Here is a patch that should fix the problem, I quickly tested and seems to be resilient enough. I may have forgot something about symlinks however, so a review would be welcome.
Comment 2 Vincent Danen 2013-08-20 12:07:00 EDT
Why not use tempfile.mkdtemp?

http://docs.python.org/2/library/tempfile.html#tempfile.mkdtemp

So something like this:

#!/usr/bin/env python
import tempfile
import os
f = tempfile.mkdtemp(prefix='foo', dir='/tmp')
try:
    os.rename(f, '/tmp/foo')
except OSError:
    print 'Unable to rename directory!'
    os.rmdir(f)

Probably better exception handling to see if the /tmp/foo directory is valid and owned by that user first, but for the actual creation, mkdtemp() will do so securely and os.rename will do so atomically.
Comment 3 Vincent Danen 2013-08-20 12:15:03 EDT
Acknowledgements:

Red Hat would like to thank Michael Scherer for reporting this issue.
Comment 4 Michael Scherer 2013-08-20 16:27:17 EDT
I can hardly see how/where there is a need to create the directory in a atomic fashion in the first place, and since check (if the directory /tmp/foo exist and is suitable ) and rename would not be atomic, then we would have a race condition.

If someone create it between the time I check and the time I create the dir, the makedir will fail, and so directory is not used. And the owner wil be incorrect, since user cannot make chown to give file ( unless people have been playing with CAP_CHOWN but i will count that as "unlikely" )
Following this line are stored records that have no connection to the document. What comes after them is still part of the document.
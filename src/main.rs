// SPDX-License-Identifier: AGPL-3.0-or-later
//
// Copyright (C) 2026 Relational Network

use std::sync::Arc;

use tokio_util::sync::CancellationToken;
use wallet_account_server::{
    account::{AccountRegistry, ReceivableIngestion, TransactionPublisher},
    api::router,
    config::{Config, LogFormat},
    error::{WalletError, WalletResult},
    node::{HttpLedgerNode, HttpWorker, LedgerNode, Worker},
    notification::{NoopSink, NotificationSink, Notifier, WebhookSink},
    shutdown,
    state::AppState,
    storage::{AccountRepository, CursorRepository, RecordStore, WalletRepository, DATABASE_FILE},
    telemetry,
    vault::KeyVault,
};

#[tokio::main]
async fn main() {
    if let Err(e) = telemetry::init(LogFormat::from_env()) {
        eprintln!("Failed to initialize logging: {e}");
        std::process::exit(1);
    }

    let config = match Config::from_env() {
        Ok(config) => config,
        Err(e) => {
            tracing::error!(error = %e, "Invalid configuration");
            std::process::exit(1);
        }
    };

    if let Err(e) = run(config).await {
        tracing::error!(error = %e, "Wallet account server stopped");
        std::process::exit(1);
    }
}

async fn run(config: Config) -> WalletResult<()> {
    let store = RecordStore::open(&config.data_dir.join(DATABASE_FILE))
        .map_err(|e| WalletError::Fatal(format!("Failed to open database: {e}")))?;

    let vault = Arc::new(KeyVault::new(
        WalletRepository::new(store.clone()),
        config.master_key.clone(),
    ));
    vault.load()?;

    let node: Arc<dyn LedgerNode> = Arc::new(
        HttpLedgerNode::new(config.node_base_url.as_str())
            .map_err(|e| WalletError::Fatal(e.to_string()))?,
    );
    let worker: Arc<dyn Worker> = Arc::new(
        HttpWorker::new(config.work_base_url.as_str())
            .map_err(|e| WalletError::Fatal(e.to_string()))?,
    );

    let shutdown = CancellationToken::new();
    let publisher = Arc::new(TransactionPublisher::new(
        vault.clone(),
        worker,
        node.clone(),
        shutdown.clone(),
    ));
    let registry = AccountRegistry::load(
        config.network,
        vault.clone(),
        AccountRepository::new(store.clone()),
        node.clone(),
        publisher,
    )
    .await?;

    let sink: Arc<dyn NotificationSink> = match &config.notification.callback_url {
        Some(url) => {
            let header = config
                .notification
                .header
                .as_ref()
                .map(|(name, value)| (name.as_str(), value.as_str()));
            Arc::new(
                WebhookSink::new(url.as_str(), header)
                    .map_err(|e| WalletError::Fatal(e.to_string()))?,
            )
        }
        None => {
            tracing::info!("No notification callback configured, entries are not delivered");
            Arc::new(NoopSink)
        }
    };
    let notifier = Notifier::load(
        CursorRepository::new(store),
        registry.clone(),
        node.clone(),
        sink,
    )?;

    let ingestion = tokio::spawn(
        ReceivableIngestion::new(registry.clone(), node.clone()).run(shutdown.clone()),
    );
    let notifications = tokio::spawn(notifier.run(shutdown.clone()));

    let app = router(AppState::new(vault, registry, node));
    let listener = tokio::net::TcpListener::bind(config.bind_addr)
        .await
        .map_err(|e| WalletError::Fatal(format!("Failed to bind {}: {e}", config.bind_addr)))?;

    tracing::info!(
        addr = %config.bind_addr,
        network = ?config.network,
        "Wallet account server listening"
    );

    let served = axum::serve(listener, app)
        .with_graceful_shutdown(shutdown::cancel_on(
            shutdown::os_signal(),
            shutdown.clone(),
        ))
        .await;

    shutdown.cancel();
    let _ = tokio::join!(ingestion, notifications);
    tracing::info!("Background tasks stopped");

    served.map_err(|e| WalletError::Fatal(format!("HTTP server failed: {e}")))
}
Since the code is supposed to be able to fail, it is better to use this possibility in case of problem. But we will see the opinion of upstream.
Comment 5 Kevin Fenzi 2013-08-21 13:38:29 EDT
Upstream release with fixes announced: 

https://groups.google.com/forum/#!topic/ansible-project/UVDYW0HGcNg

Can we unembargo and setup updates bugs links for the updates? 

Thanks.
Comment 6 Vincent Danen 2013-08-21 13:59:14 EDT
Created ansible tracking bugs for this issue:

Affects: fedora-all [bug 999621]
Affects: epel-6 [bug 999626]
Comment 7 Fedora Update System 2013-08-30 18:58:34 EDT
ansible-1.2.3-2.fc18 has been pushed to the Fedora 18 stable repository.  If problems still persist, please make note of it in this bug report.
Comment 8 Fedora Update System 2013-08-30 19:03:37 EDT
ansible-1.2.3-2.fc19 has been pushed to the Fedora 19 stable repository.  If problems still persist, please make note of it in this bug report.